Era ya hora amanecida cuando salí a caminar esta mañana. Al final, ayer no estuve solo en el albergue. A media tarde apareció por allí un irlandés en bicicleta, empapado por la lluvia, que no hablaba nada de español y el inglés más bien lo mascullaba. Ni una consonante acertaba yo a distinguirla de otra.

Charlamos lo que pudimos y, por aquello de no incordiar por la mañana al irlandés durmiente, salí a una hora tardía, después de las 7,30, cuando el sol ya amagaba con asomar.

He descubierto que prefiero no desayunar tan temprano, sino que me sienta muy bien caminar primero un rato, como una hora o asi, y luego comer algo. Así que no me detuve en Triacastela y me puse en marcha, suponiendo que en cualquier localidad del camino encontraría algún ejemplar del máximo exponente de la cultura ibérica: un bar.

Al salir de Triacastela hay dos opciones. La corta, por la localidad de San Xil, que va más alta por el monte y transcurre entre fantásticos bosques llenos de líquenes, helechos y musgos, de donde podría salir un duende o un trasgo en cualquier momento; y la larga, por la localidad de Samos, que tiene la virtud de tener menos pendiente y de pasar por un extraordinario monasterio.

Yo escogí la corta, soñando con tomar el café en San Xil. Pero allí no había bar ni nada parecido. Continué hasta la siguiente localidad, llamada Montán, y allí encontré dos sorpresas.

Bajo un tejadillo había una máquina de vending, que en Google Maps figura con el pomposo nombre de "Bar automático 24 horas". Opté por parar y tomé un café frío (está rico, lo venden como refresco) y una napolitana de chocolate que debió ser preparada durante la Guerra Civil. En todo caso, a pesar de ser una comida fría, aquello me recompuso.

150 metros más adelante estaba la segunda sorpresa.
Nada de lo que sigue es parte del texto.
//! AMR operator console - main entry point

use amr_console::auth::cognito::CognitoConfig;
use amr_console::auth::{CognitoIdentityExchange, CredentialBroker, IdentityProof};
use amr_console::clock::{Clock, SystemClock};
use amr_console::config::ConsoleConfig;
use amr_console::console;
use amr_console::error::ConsoleError;
use amr_console::observability::{init_default_logging, init_logging, LogFormat};
use amr_console::session::{dispatcher::random_suffix, ConnectionOrchestrator};
use amr_console::signing::{RequestSigner, SigningParams};
use amr_console::transport::mqtt::MqttConnector;
use amr_console::transport::{ConnectOptions, TransportSession};
use clap::{Parser, Subcommand};
use std::net::SocketAddr;
use std::path::PathBuf;
use std::process;
use std::sync::Arc;
use tokio::signal;
use tokio::sync::{mpsc, oneshot};
use tokio::time::{timeout, Duration};
use tracing::{error, info, warn, Level};

const SHUTDOWN_TIMEOUT: Duration = Duration::from_secs(5);

/// Operator console for an autonomous mobile robot
#[derive(Parser)]
#[command(name = "amr-console")]
#[command(about = "Connection and liveness manager for an AMR operator console")]
#[command(version)]
struct Cli {
    /// Configuration file path
    #[arg(short, long, value_name = "FILE", env = "AMR_CONSOLE_CONFIG")]
    config: Option<PathBuf>,

    /// Verbose logging (-v debug, -vv trace)
    #[arg(short, long, action = clap::ArgAction::Count)]
    verbose: u8,

    #[command(subcommand)]
    command: Commands,
}

#[derive(Subcommand)]
enum Commands {
    /// Connect to the robot and serve the operator console
    Run,
    /// Validate configuration
    Config {
        /// Print the validated configuration
        #[arg(long)]
        show: bool,
    },
    /// Obtain credentials, sign, connect once and disconnect
    Check,
}

#[tokio::main]
async fn main() {
    let cli = Cli::parse();

    match cli.verbose {
        0 => init_default_logging(),
        n => {
            let level = if n == 1 { Level::DEBUG } else { Level::TRACE };
            let format = LogFormat::parse(
                &std::env::var("LOG_FORMAT").unwrap_or_else(|_| "pretty".to_string()),
            );
            init_logging(level, format, true);
        }
    }

    info!("Starting amr-console v{}", env!("CARGO_PKG_VERSION"));

    let config = match load_configuration(&cli.config) {
        Ok(config) => Arc::new(config),
        Err(e) => {
            error!("Failed to load configuration: {}", e);
            process::exit(1);
        }
    };

    let result = match cli.command {
        Commands::Run => run_console(config).await,
        Commands::Config { show } => handle_config_command(&config, show),
        Commands::Check => run_check(config).await,
    };

    if let Err(e) = result {
        error!("Command failed: {}", e);
        process::exit(1);
    }

    info!("Shutdown complete");
}

fn load_configuration(
    config_path: &Option<PathBuf>,
) -> Result<ConsoleConfig, Box<dyn std::error::Error>> {
    if let Some(path) = config_path {
        info!("Loading configuration from: {}", path.display());
        return Ok(ConsoleConfig::load_from_file(path)?);
    }

    for path_str in ["amr-console.toml", "config/amr-console.toml"] {
        let path = PathBuf::from(path_str);
        if path.exists() {
            info!("Loading configuration from: {}", path.display());
            return Ok(ConsoleConfig::load_from_file(&path)?);
        }
    }

    Err("No configuration file found. Provide one with -c/--config or create amr-console.toml".into())
}

fn handle_config_command(config: &ConsoleConfig, show: bool) -> Result<(), Box<dyn std::error::Error>> {
    if show {
        println!("{}", toml::to_string_pretty(config)?);
    }
    info!("Configuration validation complete");
    Ok(())
}

fn identity_exchange(
    config: &ConsoleConfig,
) -> Result<Arc<CognitoIdentityExchange>, Box<dyn std::error::Error>> {
    let cognito = CognitoConfig::from_sections(&config.iot.region, &config.identity);
    Ok(Arc::new(CognitoIdentityExchange::new(cognito)?))
}

async fn run_console(config: Arc<ConsoleConfig>) -> Result<(), Box<dyn std::error::Error>> {
    let bind: SocketAddr = config.console.bind.parse()?;

    let proof = match config.get_id_token() {
        Ok(token) => Some(IdentityProof::new(token)),
        Err(e) => {
            warn!("{}; waiting for POST /sign-in", e);
            None
        }
    };

    let clock: Arc<dyn Clock> = Arc::new(SystemClock);
    let (orchestrator, events) = ConnectionOrchestrator::new(
        config.clone(),
        clock,
        identity_exchange(&config)?,
        proof,
        Arc::new(MqttConnector::new()),
    );
    let (handle, task) = orchestrator.spawn(events);

    let (http_shutdown_tx, http_shutdown_rx) = oneshot::channel::<()>();
    let http_handle = handle.clone();
    let http_task = tokio::spawn(async move {
        let shutdown = async {
            let _ = http_shutdown_rx.await;
        };
        if let Err(e) = console::serve(http_handle, bind, shutdown).await {
            error!("Console HTTP surface failed: {}", e);
        }
    });

    let mut sigint = signal::unix::signal(signal::unix::SignalKind::interrupt())?;
    let mut sigterm = signal::unix::signal(signal::unix::SignalKind::terminate())?;

    info!(thing = %config.iot.thing_name, %bind, "Console running");

    tokio::select! {
        _ = sigint.recv() => info!("Received SIGINT, signing out"),
        _ = sigterm.recv() => info!("Received SIGTERM, signing out"),
    }

    if let Err(e) = handle.sign_out().await {
        warn!("Sign-out during shutdown failed: {}", e);
    }

    let _ = http_shutdown_tx.send(());
    let _ = timeout(SHUTDOWN_TIMEOUT, http_task).await;

    drop(handle);
    if timeout(SHUTDOWN_TIMEOUT, task).await.is_err() {
        warn!("Orchestrator did not stop within {:?}", SHUTDOWN_TIMEOUT);
    }
    Ok(())
}

/// One-shot connectivity diagnostic
async fn run_check(config: Arc<ConsoleConfig>) -> Result<(), Box<dyn std::error::Error>> {
    let clock: Arc<dyn Clock> = Arc::new(SystemClock);
    let proof = IdentityProof::new(config.get_id_token()?);

    let mut broker = CredentialBroker::new(
        identity_exchange(&config)?,
        clock.clone(),
        Some(proof),
        config.refresh_skew(),
    );
    let credentials = broker
        .obtain()
        .await
        .map_err(|e| ConsoleError::from(e).operator_message())?;
    info!(
        access_key_id = %credentials.access_key_id,
        expires_at = %credentials.expires_at,
        "Credentials obtained"
    );

    let signer = RequestSigner::new(SigningParams::from_iot(&config.iot), clock);
    let descriptor = signer
        .sign(&credentials)
        .map_err(|e| ConsoleError::from(e).operator_message())?;
    info!(
        host = %descriptor.host,
        amz_date = %descriptor.amz_date(),
        has_session_token = descriptor.has_session_token(),
        "Connection URL signed"
    );

    let identity = credentials.identity_id.as_deref().unwrap_or("anon");
    let options = ConnectOptions {
        client_id: format!("{identity}-{}", random_suffix(6)),
        keep_alive: std::time::Duration::from_secs(config.transport.keep_alive_secs),
        connect_timeout: std::time::Duration::from_secs(config.transport.connect_timeout_secs),
        clean_session: config.transport.clean_session,
    };

    let (events_tx, _events_rx) = mpsc::unbounded_channel();
    let mut session = TransportSession::new(Arc::new(MqttConnector::new()), events_tx);
    match session.connect(&descriptor, &options).await {
        Ok(connection_id) => {
            info!(connection_id, client_id = %options.client_id, "Handshake succeeded");
            session.disconnect().await;
            println!("OK: connected to {} as {}", descriptor.host, options.client_id);
            Ok(())
        }
        Err(e) => {
            let err = ConsoleError::from(e);
            println!("FAILED: {}", err.operator_message());
            Err(err.status_label().into())
        }
    }
}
En una casa semi derruida o semi reconstruida, según se mire, habita una comuna de gente alternativa, extranjeros muchos de ellos, que ofrecen de todo: café, pan, mermeladas, naturales, fruta, agua, zumos y hasta huevos cocidos a cambio de un donativo.

Han improvisado una suerte de salón en un jardín semi cubierto con muebles de tercera o cuarta mano y tienen todo decorado con artesanías y carteles de esos de buen rollo ("we all smile in the same language" y frases parecidas). 

Me detuve un rato, por supuesto, y acepté agradecido un café caliente. Por allí estaba un joven peregrino sevillano, hablando animadamente con un peregrino brasileño. Cuando acerté a oír que hablaban de no sé qué de las comunas como alternativa al capitalismo, opté por marcharme, que no estaba yo para discusiones filosóficas profundas.

A estas alturas, en un día muy lluvioso, como ha sido hoy, el agujero de la capucha de mi capa de lluvia era lo bastante grande como para pasar mi cuerpo entero y usarla de falda.

La acabé tirando en un cubo de basura y empecé a pensar que lo que realmente necesito es una de esas chaquetas impermeables con Gore-Tex (transpirables), de buena marca y que valen 400 o 500 euros. Nada que te puedas comprar en una economía de comuna, claro está.

Avanzando la jornada, y entre chaparrón y chaparrón, resultó que yo iba andando parejo con el joven sevillano. Seguimos caminando juntos y hablamos animadamente.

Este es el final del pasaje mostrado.